■ Task requirements
For each line of the listing that contains "RelayConfig", make a copy and return it.

■ Data for this exercise

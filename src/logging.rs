use std::path::PathBuf;

use compact_str::{CompactString, format_compact};
use tracing_appender::non_blocking::WorkerGuard;
use tracing_subscriber::{
    EnvFilter, fmt, fmt::writer::BoxMakeWriter, layer::SubscriberExt, util::SubscriberInitExt,
};

use crate::{
    config::RelayConfig,
    result::{RelayError, Result},
};

pub const LOG_FILE_PREFIX: &str = "feed-relay.log";

#[derive(Debug, Clone)]
pub struct LoggingConfig {
    /// Level applied to this crate when `RUST_LOG` is not set
    pub level: CompactString,
    /// Rolling daily log files are written here when set
    pub log_dir: Option<PathBuf>,
    /// Emit console logs as JSON lines
    pub json: bool,
    /// Write console logs to stderr, keeping stdout free for event output
    pub stderr: bool,
}

impl Default for LoggingConfig {
    fn default() -> Self {
        Self { level: "info".into(), log_dir: None, json: false, stderr: false }
    }
}

impl LoggingConfig {
    /// Read `FEED_RELAY_LOG_DIR` and `FEED_RELAY_LOG_JSON`
    pub fn from_env() -> Self {
        let log_dir = std::env::var_os("FEED_RELAY_LOG_DIR").map(PathBuf::from);
        let json = std::env::var("FEED_RELAY_LOG_JSON")
            .map(|v| matches!(v.as_str(), "1" | "true" | "yes"))
            .unwrap_or(false);

        Self { log_dir, json, ..Self::default() }
    }

    /// Layer the config file on top of the environment
    pub fn with_relay_config(mut self, config: &RelayConfig) -> Self {
        if let Some(level) = &config.log_level {
            self.level = level.clone();
        }
        if self.log_dir.is_none() {
            self.log_dir = config.log_dir.clone();
        }
        self
    }

    pub fn with_debug(mut self, debug: bool) -> Self {
        if debug {
            self.level = "debug".into();
        }
        self
    }

    pub fn with_stderr(mut self, stderr: bool) -> Self {
        self.stderr = stderr;
        self
    }

    /// Filter directive used when `RUST_LOG` is absent
    pub fn default_directive(&self) -> CompactString {
        format_compact!("warn,feed_relay={}", self.level.to_lowercase())
    }
}

/// Install the global subscriber.
///
/// The returned guard flushes the file writer on drop and must be kept alive
/// for as long as logging is needed.
pub fn init_logging(config: LoggingConfig) -> Result<Option<WorkerGuard>> {
    let filter = match EnvFilter::try_from_default_env() {
        Ok(filter) => filter,
        Err(_) => EnvFilter::try_new(config.default_directive()).map_err(RelayError::logging_error)?,
    };

    let json_layer = config
        .json
        .then(|| fmt::layer().json().with_writer(console_writer(config.stderr)));
    let plain_layer = (!config.json).then(|| {
        fmt::layer()
            .with_target(false)
            .with_writer(console_writer(config.stderr))
    });

    let (file_layer, guard) = match &config.log_dir {
        Some(dir) => {
            let appender = tracing_appender::rolling::daily(dir, LOG_FILE_PREFIX);
            let (writer, guard) = tracing_appender::non_blocking(appender);
            let layer = fmt::layer().with_ansi(false).with_writer(writer);
            (Some(layer), Some(guard))
        },
        None => (None, None),
    };

    tracing_subscriber::registry()
        .with(filter)
        .with(json_layer)
        .with(plain_layer)
        .with(file_layer)
        .try_init()
        .map_err(RelayError::logging_error)?;

    Ok(guard)
}

fn console_writer(stderr: bool) -> BoxMakeWriter {
    if stderr {
        BoxMakeWriter::new(std::io::stderr)
    } else {
        BoxMakeWriter::new(std::io::stdout)
    }
}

■ Expected answer
    config::RelayConfig,
    pub fn with_relay_config(mut self, config: &RelayConfig) -> Self {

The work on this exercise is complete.